There is simply no other way to describe it: when she gets up and leaves the coffee shop, she ever so stealthily walks sideways. She does this to keep an eye on him. Unfortunately, she is not very good at sideways walking and needs more practice. He smiles because he can’t believe he is that important, that all of this is for him.
In the one hand she carries a shopping bag full of two newly-bought sweaters, one gray, one white; in the other she has a firm grasp on her cellphone. If she were to suddenly stumble and fall, her face would have no chance whatsoever. Her hijab is a deep sea purple-green, framing her cheeks and eyes perfectly, and for some reason this makes all the difference, and so, taking a last sip of once-hot coffee, he follows her.
It does not take him long to understand that she is used to being followed. She takes long purposeful strides that signal this is a kind of race, if not a race then a contest for sure, and he is to follow her, if he can. Although he has only been to England twice–once for a football match and once to watch his mother and sisters shop–he knows enough to think of the word ‘keen.’ He is not keen on chasing her. And, by the time she reaches the pharmacy, she, in that special female way, senses this and slows down; and daring to turn full-faced to look back, she sees he is nowhere in sight. Slipping on her sunglasses, she drifts over to the nearest shop window to stare into a silky display of glittering watches.
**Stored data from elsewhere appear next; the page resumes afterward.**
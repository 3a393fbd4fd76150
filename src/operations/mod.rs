pub mod cut;
pub mod extend;
pub mod multipass;

pub use cut::{BridgeCut, CutPass, GuideLine, PassOutcome};
pub use extend::{ExtendToBoundary, TrimResult};
pub use multipass::{BridgePlan, FaceChain, FaceReport, PassRecord, DEFAULT_GAP};

/// Cut depth of a single pass.
///
/// The value drives the geometry; the optional expression is the
/// parameter-system string it was resolved from, carried symbolically to
/// the final cut only.
#[derive(Debug, Clone)]
pub struct LayerThickness {
    pub value: f64,
    pub expression: Option<String>,
}

impl LayerThickness {
    /// A literal layer thickness.
    #[must_use]
    pub fn new(value: f64) -> Self {
        Self {
            value,
            expression: None,
        }
    }

    /// A layer thickness resolved from a named parameter expression.
    #[must_use]
    pub fn from_expression(value: f64, expression: impl Into<String>) -> Self {
        Self {
            value,
            expression: Some(expression.into()),
        }
    }
}
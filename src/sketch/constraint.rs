use super::SketchCurveId;

/// Which endpoint of a line a constraint refers to.
#[derive(Debug, Clone, Copy, PartialEq, Eq)]
pub enum LineEnd {
    Start,
    End,
}

/// An advisory geometric constraint.
///
/// Constraints are metadata recorded for downstream edits; they never
/// move geometry in this engine.
#[derive(Debug, Clone, PartialEq, Eq)]
pub enum Constraint {
    /// Two curves are parallel.
    Parallel(SketchCurveId, SketchCurveId),
    /// Two curves are perpendicular.
    Perpendicular(SketchCurveId, SketchCurveId),
    /// A curve is tangent to another.
    Tangent(SketchCurveId, SketchCurveId),
    /// A line endpoint lies on a target curve.
    CoincidentEndpoint {
        line: SketchCurveId,
        end: LineEnd,
        target: SketchCurveId,
    },
}

/// An advisory dimensional constraint.
#[derive(Debug, Clone, PartialEq)]
pub enum Dimension {
    /// Angle between two curves, in degrees.
    Angle {
        from: SketchCurveId,
        to: SketchCurveId,
        degrees: f64,
    },
    /// Distance between two curves.
    Distance {
        from: SketchCurveId,
        to: SketchCurveId,
        value: f64,
    },
}
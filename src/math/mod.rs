pub mod angle;
pub mod intersect_2d;
pub mod polygon_2d;
pub mod vector;

/// 2D point type.
pub type Point2 = nalgebra::Point2<f64>;

/// 3D point type.
pub type Point3 = nalgebra::Point3<f64>;

/// 2D vector type.
pub type Vector2 = nalgebra::Vector2<f64>;

/// 3D vector type.
pub type Vector3 = nalgebra::Vector3<f64>;

/// Global geometric tolerance for point-coincidence checks.
pub const TOLERANCE: f64 = 1e-9;

/// Node-merging tolerance for the planar arrangement.
///
/// Larger than [`TOLERANCE`] to absorb trig round-trip noise, but far
/// below the smallest bridge gap so offset geometry never collapses.
pub const MERGE_TOLERANCE: f64 = 1e-7;
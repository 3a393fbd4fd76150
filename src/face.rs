use slotmap::SlotMap;

use crate::error::SketchError;
use crate::sketch::SketchCurve;

slotmap::new_key_type! {
    /// Unique identifier for a face in the face store.
    pub struct FaceId;
}

/// A planar face normal to Z at a fixed depth.
///
/// A face is bounded by an outer loop and zero or more hole loops; each
/// loop is a cyclic sequence of curves whose endpoints coincide within
/// tolerance. Faces are produced by cuts and consumed by the next pass.
#[derive(Debug, Clone)]
pub struct FaceData {
    /// Plane depth of the face.
    pub depth: f64,
    /// Symbolic depth expression, carried only on the final cut of a
    /// multi-pass plan (informational passthrough).
    pub depth_expression: Option<String>,
    /// Outer boundary loop.
    pub outer: Vec<SketchCurve>,
    /// Hole loops.
    pub holes: Vec<Vec<SketchCurve>>,
}

/// Arena that owns all faces created during a plan.
#[derive(Debug, Default)]
pub struct FaceStore {
    faces: SlotMap<FaceId, FaceData>,
}

impl FaceStore {
    /// Creates a new, empty face store.
    #[must_use]
    pub fn new() -> Self {
        Self::default()
    }

    /// Inserts a face and returns its ID.
    pub fn add_face(&mut self, data: FaceData) -> FaceId {
        self.faces.insert(data)
    }

    /// Returns a reference to the face data, or an error if not found.
    ///
    /// # Errors
    ///
    /// Returns an error if the face is not in the store.
    pub fn face(&self, id: FaceId) -> Result<&FaceData, SketchError> {
        self.faces.get(id).ok_or(SketchError::EntityNotFound("face"))
    }

    /// Returns a mutable reference to the face data, or an error if not found.
    ///
    /// # Errors
    ///
    /// Returns an error if the face is not in the store.
    pub fn face_mut(&mut self, id: FaceId) -> Result<&mut FaceData, SketchError> {
        self.faces
            .get_mut(id)
            .ok_or(SketchError::EntityNotFound("face"))
    }
}
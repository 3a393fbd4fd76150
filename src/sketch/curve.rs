use crate::error::{GeometryError, Result};
use crate::math::{angle, vector, Point3, Vector3, TOLERANCE};

/// A finite line segment between two sketch points.
#[derive(Debug, Clone, PartialEq)]
pub struct Line {
    pub start: Point3,
    pub end: Point3,
}

impl Line {
    /// Creates a line between two points.
    #[must_use]
    pub fn new(start: Point3, end: Point3) -> Self {
        Self { start, end }
    }

    /// Returns the unit direction from start to end.
    ///
    /// # Errors
    ///
    /// Returns an error if the segment has ~0 length.
    pub fn direction(&self) -> Result<Vector3> {
        vector::normalize(&vector::vector_between(&self.end, &self.start))
    }

    /// Midpoint of the segment.
    #[must_use]
    pub fn midpoint(&self) -> Point3 {
        angle::midpoint(&self.start, &self.end)
    }

    /// Segment length.
    #[must_use]
    pub fn length(&self) -> f64 {
        (self.end - self.start).norm()
    }

    /// Re-embeds the line on a plane at depth `z`.
    #[must_use]
    pub fn at_depth(&self, z: f64) -> Line {
        Line::new(
            Point3::new(self.start.x, self.start.y, z),
            Point3::new(self.end.x, self.end.y, z),
        )
    }

    /// Tests endpoint coincidence with another line in either order,
    /// so boundary traversal direction does not matter.
    #[must_use]
    pub fn endpoints_match(&self, other: &Line, tolerance: f64) -> bool {
        let same = (self.start - other.start).norm() < tolerance
            && (self.end - other.end).norm() < tolerance;
        let flipped = (self.start - other.end).norm() < tolerance
            && (self.end - other.start).norm() < tolerance;
        same || flipped
    }
}

/// A full circle on the sketch plane.
#[derive(Debug, Clone, PartialEq)]
pub struct Circle {
    pub center: Point3,
    pub radius: f64,
}

impl Circle {
    /// Creates a circle.
    ///
    /// # Errors
    ///
    /// Returns an error if the radius is not positive.
    pub fn new(center: Point3, radius: f64) -> Result<Self> {
        if radius < TOLERANCE {
            return Err(GeometryError::Degenerate("circle radius must be positive".into()).into());
        }
        Ok(Self { center, radius })
    }

    /// Point on the circle at an absolute angle in radians.
    #[must_use]
    pub fn point_at_angle(&self, angle: f64) -> Point3 {
        Point3::new(
            self.center.x + self.radius * angle.cos(),
            self.center.y + self.radius * angle.sin(),
            self.center.z,
        )
    }
}

/// A circular arc with a signed sweep.
#[derive(Debug, Clone, PartialEq)]
pub struct Arc {
    pub center: Point3,
    pub radius: f64,
    /// Absolute start angle in radians.
    pub start_angle: f64,
    /// Signed sweep in radians; positive is counter-clockwise.
    pub sweep: f64,
}

impl Arc {
    /// Creates an arc.
    ///
    /// # Errors
    ///
    /// Returns an error if the radius is not positive or the sweep is ~0.
    pub fn new(center: Point3, radius: f64, start_angle: f64, sweep: f64) -> Result<Self> {
        if radius < TOLERANCE {
            return Err(GeometryError::Degenerate("arc radius must be positive".into()).into());
        }
        if sweep.abs() < TOLERANCE {
            return Err(GeometryError::Degenerate("arc sweep must be non-zero".into()).into());
        }
        Ok(Self {
            center,
            radius,
            start_angle,
            sweep,
        })
    }

    /// Point on the arc at an absolute angle in radians.
    #[must_use]
    pub fn point_at_angle(&self, angle: f64) -> Point3 {
        Point3::new(
            self.center.x + self.radius * angle.cos(),
            self.center.y + self.radius * angle.sin(),
            self.center.z,
        )
    }

    /// Start point of the arc.
    #[must_use]
    pub fn start_point(&self) -> Point3 {
        self.point_at_angle(self.start_angle)
    }

    /// End point of the arc.
    #[must_use]
    pub fn end_point(&self) -> Point3 {
        self.point_at_angle(self.start_angle + self.sweep)
    }
}

/// An ellipse, treated as opaque passthrough geometry.
#[derive(Debug, Clone, PartialEq)]
pub struct Ellipse {
    pub center: Point3,
    pub major_radius: f64,
    pub minor_radius: f64,
    /// Rotation of the major axis from +X, in radians.
    pub rotation: f64,
}

impl Ellipse {
    /// Creates an ellipse.
    ///
    /// # Errors
    ///
    /// Returns an error if either radius is not positive.
    pub fn new(center: Point3, major_radius: f64, minor_radius: f64, rotation: f64) -> Result<Self> {
        if major_radius < TOLERANCE || minor_radius < TOLERANCE {
            return Err(GeometryError::Degenerate("ellipse radii must be positive".into()).into());
        }
        Ok(Self {
            center,
            major_radius,
            minor_radius,
            rotation,
        })
    }
}

/// A fitted spline, represented through its fit points and treated as
/// opaque passthrough geometry.
#[derive(Debug, Clone, PartialEq)]
pub struct Spline {
    pub points: Vec<Point3>,
}

impl Spline {
    /// Creates a spline through fit points.
    ///
    /// # Errors
    ///
    /// Returns an error if fewer than two points are supplied.
    pub fn new(points: Vec<Point3>) -> Result<Self> {
        if points.len() < 2 {
            return Err(
                GeometryError::Degenerate("spline needs at least two fit points".into()).into(),
            );
        }
        Ok(Self { points })
    }
}

/// Geometry of a sketch curve.
///
/// Lines, circles, and arcs carry full intersection and profile
/// semantics; ellipses and splines only participate in intersection
/// queries.
#[derive(Debug, Clone, PartialEq)]
pub enum SketchCurve {
    Line(Line),
    Circle(Circle),
    Arc(Arc),
    Ellipse(Ellipse),
    Spline(Spline),
}

impl SketchCurve {
    /// Returns the line geometry if this curve is a line.
    #[must_use]
    pub fn as_line(&self) -> Option<&Line> {
        match self {
            SketchCurve::Line(line) => Some(line),
            _ => None,
        }
    }

    /// Returns the same curve re-embedded on a plane at depth `z`.
    #[must_use]
    pub fn at_depth(&self, z: f64) -> SketchCurve {
        let reset = |p: &Point3| Point3::new(p.x, p.y, z);
        match self {
            SketchCurve::Line(l) => SketchCurve::Line(Line {
                start: reset(&l.start),
                end: reset(&l.end),
            }),
            SketchCurve::Circle(c) => SketchCurve::Circle(Circle {
                center: reset(&c.center),
                radius: c.radius,
            }),
            SketchCurve::Arc(a) => SketchCurve::Arc(Arc {
                center: reset(&a.center),
                ..a.clone()
            }),
            SketchCurve::Ellipse(e) => SketchCurve::Ellipse(Ellipse {
                center: reset(&e.center),
                ..e.clone()
            }),
            SketchCurve::Spline(s) => SketchCurve::Spline(Spline {
                points: s.points.iter().map(|p| reset(p)).collect(),
            }),
        }
    }
}
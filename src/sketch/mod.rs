pub mod arrange;
pub mod constraint;
pub mod curve;
pub mod profile;

pub use constraint::{Constraint, Dimension, LineEnd};
pub use curve::{Arc, Circle, Ellipse, Line, SketchCurve, Spline};
pub use profile::{Profile, ProfileLoop};

use slotmap::SlotMap;

use crate::error::SketchError;
use crate::face::FaceData;

slotmap::new_key_type! {
    /// Unique identifier for a curve in a sketch.
    pub struct SketchCurveId;
}

/// A curve entity in a sketch: geometry plus sketch-level flags.
#[derive(Debug, Clone)]
pub struct SketchCurveData {
    pub geometry: SketchCurve,
    /// Construction curves are reference-only: excluded from boundary
    /// snapshots and profile derivation.
    pub is_construction: bool,
    /// Fixed curves are anchored so later passes can re-derive them.
    pub is_fixed: bool,
}

/// A 2D sketch embedded on a plane at a fixed depth.
///
/// Owns its curves through a slotmap arena; constraints and dimensions
/// are advisory records that never move geometry. Every geometric query
/// takes a fresh snapshot of the curve set, since pass steps mutate it.
#[derive(Debug, Default)]
pub struct Sketch {
    plane_depth: f64,
    curves: SlotMap<SketchCurveId, SketchCurveData>,
    constraints: Vec<Constraint>,
    dimensions: Vec<Dimension>,
}

impl Sketch {
    /// Creates an empty sketch on a plane at the given depth.
    #[must_use]
    pub fn new(plane_depth: f64) -> Self {
        Self {
            plane_depth,
            ..Self::default()
        }
    }

    /// Creates a sketch on a face, populating it with the face's
    /// boundary and hole loops re-embedded at the face depth.
    ///
    /// Returns the sketch together with the ids of the curves that came
    /// from each hole loop, so callers can locate the inner circle.
    #[must_use]
    pub fn on_face(face: &FaceData) -> FaceSketch {
        let mut sketch = Sketch::new(face.depth);
        let outer = face
            .outer
            .iter()
            .map(|c| sketch.add_curve(c.at_depth(face.depth)))
            .collect();
        let holes = face
            .holes
            .iter()
            .map(|hole| {
                hole.iter()
                    .map(|c| sketch.add_curve(c.at_depth(face.depth)))
                    .collect()
            })
            .collect();
        FaceSketch {
            sketch,
            outer,
            holes,
        }
    }

    /// Depth of the sketch plane.
    #[must_use]
    pub fn plane_depth(&self) -> f64 {
        self.plane_depth
    }

    /// Inserts a regular curve and returns its id.
    pub fn add_curve(&mut self, geometry: SketchCurve) -> SketchCurveId {
        self.curves.insert(SketchCurveData {
            geometry,
            is_construction: false,
            is_fixed: false,
        })
    }

    /// Inserts a construction curve, optionally fixed, and returns its id.
    pub fn add_construction_curve(
        &mut self,
        geometry: SketchCurve,
        is_fixed: bool,
    ) -> SketchCurveId {
        self.curves.insert(SketchCurveData {
            geometry,
            is_construction: true,
            is_fixed,
        })
    }

    /// Returns a reference to a curve, or an error if not found.
    ///
    /// # Errors
    ///
    /// Returns an error if the id is not in this sketch.
    pub fn curve(&self, id: SketchCurveId) -> Result<&SketchCurveData, SketchError> {
        self.curves
            .get(id)
            .ok_or(SketchError::EntityNotFound("sketch curve"))
    }

    /// Returns a mutable reference to a curve, or an error if not found.
    ///
    /// # Errors
    ///
    /// Returns an error if the id is not in this sketch.
    pub fn curve_mut(&mut self, id: SketchCurveId) -> Result<&mut SketchCurveData, SketchError> {
        self.curves
            .get_mut(id)
            .ok_or(SketchError::EntityNotFound("sketch curve"))
    }

    /// Flags a curve as construction geometry.
    ///
    /// # Errors
    ///
    /// Returns an error if the id is not in this sketch.
    pub fn set_construction(&mut self, id: SketchCurveId) -> Result<(), SketchError> {
        self.curve_mut(id)?.is_construction = true;
        Ok(())
    }

    /// Fresh snapshot of all non-construction curves, in insertion order.
    #[must_use]
    pub fn boundary_curves(&self) -> Vec<(SketchCurveId, SketchCurve)> {
        self.curves
            .iter()
            .filter(|(_, data)| !data.is_construction)
            .map(|(id, data)| (id, data.geometry.clone()))
            .collect()
    }

    /// Number of curves in the sketch, construction included.
    #[must_use]
    pub fn curve_count(&self) -> usize {
        self.curves.len()
    }

    /// Records an advisory constraint.
    pub fn add_constraint(&mut self, constraint: Constraint) {
        self.constraints.push(constraint);
    }

    /// Records an advisory dimension.
    pub fn add_dimension(&mut self, dimension: Dimension) {
        self.dimensions.push(dimension);
    }

    /// Recorded constraints.
    #[must_use]
    pub fn constraints(&self) -> &[Constraint] {
        &self.constraints
    }

    /// Recorded dimensions.
    #[must_use]
    pub fn dimensions(&self) -> &[Dimension] {
        &self.dimensions
    }
}

/// A sketch created on a face, with the curve ids contributed by the
/// face's outer boundary and by each hole loop.
#[derive(Debug)]
pub struct FaceSketch {
    pub sketch: Sketch,
    pub outer: Vec<SketchCurveId>,
    pub holes: Vec<Vec<SketchCurveId>>,
}

#[cfg(test)]
#[allow(clippy::unwrap_used)]
mod tests {
    use super::*;
    use crate::math::Point3;

    fn p(x: f64, y: f64) -> Point3 {
        Point3::new(x, y, 0.0)
    }

    #[test]
    fn boundary_snapshot_skips_construction() {
        let mut sketch = Sketch::new(0.0);
        let solid = sketch.add_curve(SketchCurve::Line(Line::new(p(0.0, 0.0), p(1.0, 0.0))));
        sketch.add_construction_curve(
            SketchCurve::Line(Line::new(p(0.0, 0.0), p(0.0, 1.0))),
            true,
        );
        let snapshot = sketch.boundary_curves();
        assert_eq!(snapshot.len(), 1);
        assert_eq!(snapshot[0].0, solid);
    }

    #[test]
    fn set_construction_removes_from_snapshot() {
        let mut sketch = Sketch::new(0.0);
        let id = sketch.add_curve(SketchCurve::Circle(
            Circle::new(p(0.0, 0.0), 1.0).unwrap(),
        ));
        assert_eq!(sketch.boundary_curves().len(), 1);
        sketch.set_construction(id).unwrap();
        assert!(sketch.boundary_curves().is_empty());
    }

    #[test]
    fn on_face_embeds_at_face_depth() {
        let face = FaceData {
            depth: -0.4,
            depth_expression: None,
            outer: vec![SketchCurve::Line(Line::new(p(0.0, 0.0), p(1.0, 0.0)))],
            holes: vec![vec![SketchCurve::Circle(
                Circle::new(p(0.5, 0.5), 0.1).unwrap(),
            )]],
        };
        let fs = Sketch::on_face(&face);
        assert!((fs.sketch.plane_depth() + 0.4).abs() < 1e-12);
        assert_eq!(fs.outer.len(), 1);
        assert_eq!(fs.holes.len(), 1);
        let hole_curve = fs.sketch.curve(fs.holes[0][0]).unwrap();
        if let SketchCurve::Circle(c) = &hole_curve.geometry {
            assert!((c.center.z + 0.4).abs() < 1e-12);
        } else {
            unreachable!();
        }
    }
}
fn build_edges(prims: &[Prim], splits: &[Vec<f64>]) -> (Nodes, Vec<Edge>) {
    let mut nodes = Nodes { pts: Vec::new() };
    let mut edges = Vec::new();

    for (prim, prim_splits) in prims.iter().zip(splits.iter()) {
        match prim {
            Prim::Segment { start, end } => {
                let mut ts = interior_params(prim_splits);
                ts.insert(0, 0.0);
                ts.push(1.0);
                for pair in ts.windows(2) {
                    let p0 = lerp(start, end, pair[0]);
                    let p1 = lerp(start, end, pair[1]);
                    if (p1 - p0).norm() < MERGE_TOLERANCE {
                        continue;
                    }
                    let n0 = nodes.ensure(p0);
                    let n1 = nodes.ensure(p1);
                    if n0 != n1 {
                        edges.push(Edge {
                            n0,
                            n1,
                            geom: EdgeGeom::Line,
                        });
                    }
                }
            }
            Prim::ArcPrim {
                center,
                radius,
                start_angle,
                sweep,
            } => {
                let mut fs = interior_params(prim_splits);
                fs.insert(0, 0.0);
                fs.push(1.0);
                for pair in fs.windows(2) {
                    let a0 = start_angle + sweep * pair[0];
                    let a1 = start_angle + sweep * pair[1];
                    push_arc_edge(&mut nodes, &mut edges, center, *radius, a0, a1 - a0);
                }
            }
            Prim::CirclePrim { center, radius } => {
                let angles = circle_split_angles(prim_splits);
                let n = angles.len();
                for k in 0..n {
                    let a0 = angles[k];
                    let a1 = if k + 1 < n {
                        angles[k + 1]
                    } else {
                        angles[0] + TAU
                    };
                    push_arc_edge(&mut nodes, &mut edges, center, *radius, a0, a1 - a0);
                }
            }
        }
    }

    (nodes, edges)
}

/// Sorted, deduplicated split parameters strictly inside (0, 1).
fn interior_params(raw: &[f64]) -> Vec<f64> {
    let eps = 1e-9;
    let mut ps: Vec<f64> = raw
        .iter()
        .copied()
        .filter(|p| *p > eps && *p < 1.0 - eps)
        .collect();
    ps.sort_by(f64::total_cmp);
    ps.dedup_by(|a, b| (*a - *b).abs() < eps);
    ps
}

/// Sorted, deduplicated absolute split angles of a circle, guaranteed to
/// hold at least two entries so every circle decomposes into proper arcs.
fn circle_split_angles(raw: &[f64]) -> Vec<f64> {
    let eps = 1e-9;
    let mut angles: Vec<f64> = raw.iter().map(|a| a.rem_euclid(TAU)).collect();
    angles.sort_by(f64::total_cmp);
    angles.dedup_by(|a, b| (*a - *b).abs() < eps);
    if angles.len() > 1 && (angles[0] + TAU - angles[angles.len() - 1]).abs() < eps {
        angles.pop();
    }
    match angles.len() {
        0 => vec![0.0, PI],
        1 => {
            let theta = angles[0];
            vec![theta, theta + PI]
        }
        _ => angles,
    }
}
As a rule she does not care for malls unless it is with friends or family. But today is different because she needed to buy the two sweaters on sale, 50% off, a sale that ends today. If she had been with Sara, her closest, loudest cousin, the question would have been: “Who needs a sweater? This is Kuwait, one of the hottest places on the planet. Everybody knows this.” But knowing Sara she would have been prepared, answering, “As you know in December, January and February it can be cool here, even cold, Sah? Everybody knows this. Besides, . . .” holding up two fingers, “… besides, number one, everything is on sale, and number two, why would they even sell sweaters if nobody bought them? Sah?”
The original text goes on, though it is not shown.